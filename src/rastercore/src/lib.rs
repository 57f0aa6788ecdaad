// This file is part of rastercore.
// Copyright (C) 2024 the rastercore authors
//
// rastercore is free software: you can redistribute it and/or modify
// it under the terms of the GNU General Public License as published by
// the Free Software Foundation, either version 3 of the License, or
// (at your option) any later version.
//
// rastercore is distributed in the hope that it will be useful,
// but WITHOUT ANY WARRANTY; without even the implied warranty of
// MERCHANTABILITY or FITNESS FOR A PARTICULAR PURPOSE.  See the
// GNU General Public License for more details.
//
// You should have received a copy of the GNU General Public License
// along with rastercore.  If not, see <https://www.gnu.org/licenses/>.

//! Tiled raster storage and layer compositing.
//!
//! The `paint` module holds the engine proper: copy-on-write tile stores,
//! pixel region cursors, region algorithms, the layer/mask/channel model,
//! the floating selection protocol and the compositor.
//! The `codec` module reads and writes tile hierarchies and whole images.

pub mod codec;
mod error;
pub mod paint;

pub use error::{RasterError, Result};
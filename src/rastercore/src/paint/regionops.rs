// This file is part of rastercore.
// Copyright (C) 2024 the rastercore authors
//
// rastercore is free software: you can redistribute it and/or modify
// it under the terms of the GNU General Public License as published by
// the Free Software Foundation, either version 3 of the License, or
// (at your option) any later version.
//
// rastercore is distributed in the hope that it will be useful,
// but WITHOUT ANY WARRANTY; without even the implied warranty of
// MERCHANTABILITY or FITNESS FOR A PARTICULAR PURPOSE.  See the
// GNU General Public License for more details.
//
// You should have received a copy of the GNU General Public License
// along with rastercore.  If not, see <https://www.gnu.org/licenses/>.


//! Region algorithms.
//!
//! These walk one or more pixel regions chunk by chunk and apply a row
//! operation from `rasterop` to each visited row.

use std::ops::ControlFlow;

use super::color::{ComponentSet, PixelFormat};
use super::lut::Lut;
use super::rasterop::{self, BlendOptions};
use super::region::{walk2, walk3, PixelRegion, PixelRegionMut};
use super::tilestore::TileStore;
use super::{Blendmode, Rectangle};
use crate::{RasterError, Result};

fn check_format(region_bpp: usize, fmt: PixelFormat) -> Result<()> {
    if region_bpp == fmt.bpp() {
        Ok(())
    } else {
        Err(RasterError::IncompatibleFormat)
    }
}

/// Copy pixels from one region to another of equal size and depth
pub fn copy_region(src: &PixelRegion, dst: &mut PixelRegionMut) -> Result<()> {
    if src.bpp() != dst.bpp() {
        return Err(RasterError::IncompatibleFormat);
    }
    walk2(src, dst, |s, mut d| {
        d.rows_mut()
            .zip(s.rows())
            .for_each(|(d, s)| d.copy_from_slice(s));
    })
}

/// Remap pixel values through a lookup table
pub fn apply_lut(
    src: &PixelRegion,
    dst: &mut PixelRegionMut,
    fmt: PixelFormat,
    lut: &Lut,
    components: ComponentSet,
) -> Result<()> {
    check_format(src.bpp(), fmt)?;
    check_format(dst.bpp(), fmt)?;
    walk2(src, dst, |s, mut d| {
        d.rows_mut()
            .zip(s.rows())
            .for_each(|(d, s)| rasterop::lut_row(d, s, fmt, lut, components));
    })
}

/// Remap pixel values of a region in place
pub fn apply_lut_in_place(
    region: &mut PixelRegionMut,
    fmt: PixelFormat,
    lut: &Lut,
    components: ComponentSet,
) -> Result<()> {
    check_format(region.bpp(), fmt)?;
    let mut scratch = Vec::new();
    region.for_each_chunk_mut(|mut chunk| {
        for row in chunk.rows_mut() {
            scratch.clear();
            scratch.extend_from_slice(row);
            rasterop::lut_row(row, &scratch, fmt, lut, components);
        }
    });
    Ok(())
}

/// Composite the source region onto the destination.
///
/// The optional mask region (one byte per pixel) scales the source alpha.
#[allow(clippy::too_many_arguments)]
pub fn composite_blend(
    src: &PixelRegion,
    src_fmt: PixelFormat,
    dst: &mut PixelRegionMut,
    dst_fmt: PixelFormat,
    mode: Blendmode,
    opacity: u8,
    mask: Option<&PixelRegion>,
    opts: &BlendOptions,
) -> Result<()> {
    check_format(src.bpp(), src_fmt)?;
    check_format(dst.bpp(), dst_fmt)?;
    if src_fmt.color_channels() != dst_fmt.color_channels() {
        return Err(RasterError::IncompatibleFormat);
    }

    match mask {
        Some(mask) => {
            if mask.bpp() != 1 {
                return Err(RasterError::IncompatibleFormat);
            }
            walk3(src, mask, dst, |s, m, mut d| {
                for ((d, s), m) in d.rows_mut().zip(s.rows()).zip(m.rows()) {
                    rasterop::blend_row(d, dst_fmt, s, src_fmt, Some(m), mode, opacity, opts);
                }
            })
        }
        None => walk2(src, dst, |s, mut d| {
            for (d, s) in d.rows_mut().zip(s.rows()) {
                rasterop::blend_row(d, dst_fmt, s, src_fmt, None, mode, opacity, opts);
            }
        }),
    }
}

→ **Aim of the task**
Throughout the material above, find every line holding "paint" and copy it.

→ **Reply to the task**
//! The `paint` module holds the engine proper: copy-on-write tile stores,
pub mod paint;
filename src/rastercore/src/paint/regionops.rs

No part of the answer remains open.